Posted on | December 16, 2011
Written by | BevNetwork
French spirits group Pernod Ricard is optimistic over sales prospects for the end of the year in the United States, a recovering market where it aims to take market share.
The world’s second-biggest spirits group behind Britain’s Diageo may also further raise prices in some of its drink categories in the U.S. but has no plans to do so for Absolut vodka in the next 12 months, Philippe Dreano, Chairman and CEO of Pernod Ricard Americas, said on Thursday.
Dreano told analysts during a conference call Pernod and Bean Inc had agreed to end a distribution contract for Beam’s Sauza tequila in Mexico, but the impact on Pernod would be “minimal” as the brand made less than 5% of Pernod’s profit in Mexico.
“We are quite positive on the outlook for year-end sales,” Dreano said, when asked to give a view on trading conditions in the United States after Thanksgiving.
“Data from Black Friday are quite excellent,” he added.

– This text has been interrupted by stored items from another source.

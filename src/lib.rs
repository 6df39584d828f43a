// -- Lint policy ---------------------------------------------------------
// This is the single source of truth for crate-wide lints.

// Broad lint groups
#![deny(clippy::all)]
#![deny(clippy::pedantic)]
#![deny(clippy::nursery)]
// Documentation
#![deny(missing_docs)]
#![deny(rustdoc::broken_intra_doc_links)]
#![deny(rustdoc::private_intra_doc_links)]
#![deny(rustdoc::bare_urls)]
// No panicking in library code
#![deny(clippy::unwrap_used)]
#![deny(clippy::expect_used)]
#![deny(clippy::panic)]
#![deny(clippy::todo)]
#![deny(clippy::unimplemented)]
// No debug/print artifacts
#![deny(clippy::dbg_macro)]
#![deny(clippy::print_stdout)]
#![deny(clippy::print_stderr)]
// Import hygiene
#![deny(clippy::wildcard_imports)]
// Complexity limits (thresholds in clippy.toml)
#![deny(clippy::cognitive_complexity)]
#![deny(clippy::too_many_lines)]
#![deny(clippy::excessive_nesting)]
// Function signature hygiene
#![deny(clippy::too_many_arguments)]
#![deny(clippy::fn_params_excessive_bools)]
// Clone / pass-by-value hygiene
#![deny(clippy::needless_pass_by_value)]
#![deny(clippy::implicit_clone)]
// String hygiene
#![deny(clippy::inefficient_to_string)]
#![deny(clippy::redundant_closure_for_method_calls)]
#![deny(clippy::manual_string_new)]
#![deny(clippy::str_to_string)]
// Cargo lints (warn, not deny since cargo lints can be noisy)
#![warn(clippy::cargo)]
// Unused / redundant code
#![deny(unused_results)]
#![deny(unused_qualifications)]
// Cast hygiene
#![deny(trivial_casts)]
#![deny(trivial_numeric_casts)]

//! Display-case carousel: a row of 3D model slots with selection-driven,
//! eased scrolling and click-to-select interaction.
//!
//! The crate is engine-agnostic. It owns slot placement, selection and the
//! scroll animation; a host renderer draws the slots wherever
//! [`carousel::Carousel::slot_world_position`] says and calls
//! [`carousel::Carousel::advance`] once per frame.
//!
//! # Key entry points
//!
//! - [`carousel::Carousel`] - the controller
//! - [`selector::Selector`] - the selection-tracking seam, with
//!   [`selector::IndexSelector`] as the default implementation
//! - [`options::CarouselOptions`] - layout, timing and keybinding presets
//! - [`input::InputProcessor`] - turns host input into
//!   [`carousel::CarouselCommand`]s
//!
//! # Example
//!
//! ```
//! use std::time::Duration;
//!
//! use vitrine::carousel::Carousel;
//! use vitrine::options::CarouselOptions;
//! use vitrine::slot::{DisplayContent, Material, ModelPrefab};
//!
//! let content = DisplayContent::new(
//!     ModelPrefab::new("sneaker"),
//!     vec![
//!         Material::new("red", [0.9, 0.1, 0.1, 1.0]),
//!         Material::new("blue", [0.1, 0.2, 0.9, 1.0]),
//!     ],
//! );
//! let mut carousel = Carousel::new(CarouselOptions::default(), content);
//! carousel.initialize()?;
//! carousel.next_display();
//! carousel.advance(Duration::from_secs(1));
//! assert_eq!(carousel.position().x, -1.0);
//! # Ok::<(), vitrine::error::CarouselError>(())
//! ```

pub mod animation;
pub mod carousel;
pub mod error;
pub mod input;
pub mod options;
pub mod selector;
pub mod slot;
pub mod util;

He said there had also been good feedback from the group’s distributors.
Pernod Ricard claims the number-three spot in the United States, a market where the group makes 52% of its sales in the Americas region, which also comprises Canada, Mexico and Brazil.

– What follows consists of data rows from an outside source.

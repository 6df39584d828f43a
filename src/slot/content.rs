use std::path::Path;

use serde::{Deserialize, Serialize};

use crate::error::CarouselError;

/// Descriptor of the model instantiated in every display case.
///
/// The carousel never loads geometry itself; `name` is the asset key a host
/// renderer resolves.
#[derive(Debug, Clone, Serialize, Deserialize, PartialEq)]
pub struct ModelPrefab {
    /// Asset key of the model.
    pub name: String,
    /// Uniform scale applied to the model instance.
    #[serde(default = "default_scale")]
    pub scale: f32,
}

fn default_scale() -> f32 {
    1.0
}

impl ModelPrefab {
    /// Prefab with unit scale.
    pub fn new(name: impl Into<String>) -> Self {
        Self {
            name: name.into(),
            scale: default_scale(),
        }
    }
}

impl Default for ModelPrefab {
    fn default() -> Self {
        Self::new("display_model")
    }
}

/// A named material variant applied to a slot's model.
#[derive(Debug, Clone, Serialize, Deserialize, PartialEq)]
pub struct Material {
    /// Material name (asset key or label).
    pub name: String,
    /// Base color, linear RGBA.
    #[serde(default = "default_color")]
    pub color: [f32; 4],
}

fn default_color() -> [f32; 4] {
    [1.0, 1.0, 1.0, 1.0]
}

impl Material {
    /// Material with the given name and base color.
    pub fn new(name: impl Into<String>, color: [f32; 4]) -> Self {
        Self {
            name: name.into(),
            color,
        }
    }
}

/// What a carousel shows: one model, one slot per material variant.
///
/// Serializes to TOML as
///
/// ```toml
/// [model]
/// name = "sneaker"
///
/// [[materials]]
/// name = "red"
/// color = [0.9, 0.1, 0.1, 1.0]
/// ```
#[derive(Debug, Clone, Serialize, Deserialize, PartialEq, Default)]
#[serde(default)]
pub struct DisplayContent {
    /// Model placed in every slot.
    pub model: ModelPrefab,
    /// Material variants, in display order.
    pub materials: Vec<Material>,
}

impl DisplayContent {
    /// Content showing `model` once per material.
    #[must_use]
    pub fn new(model: ModelPrefab, materials: Vec<Material>) -> Self {
        Self { model, materials }
    }

    /// Load content from a TOML file.
    pub fn load(path: &Path) -> Result<Self, CarouselError> {
        let content =
            std::fs::read_to_string(path).map_err(CarouselError::Io)?;
        toml::from_str(&content)
            .map_err(|e| CarouselError::OptionsParse(e.to_string()))
    }

    /// Save content to a TOML file (pretty-printed).
    pub fn save(&self, path: &Path) -> Result<(), CarouselError> {
        let content = toml::to_string_pretty(self)
            .map_err(|e| CarouselError::OptionsParse(e.to_string()))?;
        if let Some(parent) = path.parent() {
            std::fs::create_dir_all(parent).map_err(CarouselError::Io)?;
        }
        std::fs::write(path, content).map_err(CarouselError::Io)
    }
}

#[cfg(test)]
mod tests {
    use super::*;

    #[test]
    fn parses_content_toml() {
        let toml_str = r#"
[model]
name = "sneaker"

[[materials]]
name = "red"
color = [0.9, 0.1, 0.1, 1.0]

[[materials]]
name = "plain"
"#;
        let content: DisplayContent = toml::from_str(toml_str).unwrap();
        assert_eq!(content.model.name, "sneaker");
        assert_eq!(content.model.scale, 1.0);
        assert_eq!(content.materials.len(), 2);
        assert_eq!(content.materials[1].color, [1.0, 1.0, 1.0, 1.0]);
    }

    #[test]
    fn empty_toml_gives_default_content() {
        let content: DisplayContent = toml::from_str("").unwrap();
        assert_eq!(content, DisplayContent::default());
        assert!(content.materials.is_empty());
    }

    #[test]
    fn save_then_load_from_disk() {
        let dir = std::env::temp_dir()
            .join(format!("vitrine-content-{}", std::process::id()));
        let path = dir.join("content.toml");
        let content = DisplayContent::new(
            ModelPrefab::new("vase"),
            vec![Material::new("jade", [0.2, 0.6, 0.4, 1.0])],
        );
        content.save(&path).unwrap();
        let loaded = DisplayContent::load(&path).unwrap();
        assert_eq!(loaded, content);
        let _ = std::fs::remove_dir_all(&dir);
    }

    #[test]
    fn missing_file_is_io_error() {
        let err = DisplayContent::load(Path::new("/nonexistent/vitrine.toml"))
            .unwrap_err();
        assert!(matches!(err, CarouselError::Io(_)));
    }
}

In the last 10 years, Pernod has expanded in the region through organic growth and three major acquisitions — Seagram in 2001, Allied Domecq in 2005 and Absolut in 2008.
The Americas region is the second-largest contributor for Pernod behind Asia, making 29% of group profit from recurring operations in fiscal year 2010-11.
Growth in the region has been fuelled by a recovering U.S market and fast-growing emerging markets of Brazil and Mexico, where Pernod claims the number one spot.
In the United States, Pernod said it is was well positioned to grow thanks to a portfolio of six premium brands — Absolut vodka, Jameson whisky, Malibu rum, Chivas Regal, Glenlivet whisky and Kahlua liquor.
The six brands account for 60% of its U.S. volumes and over 85% of marketing spend.
Pernod successfuly raised Glenlivet and Jameson prices in the U.S. two months ago and will “continue to be pro-active” on that front, Dreano said.
In October, the Pernod Ricard group said it was targeting a rise of close to 6% in underlying operating profit in the year to June 2012, thanks to Asia and a recovering U.S. market, as it expected slow growth in its mature markets.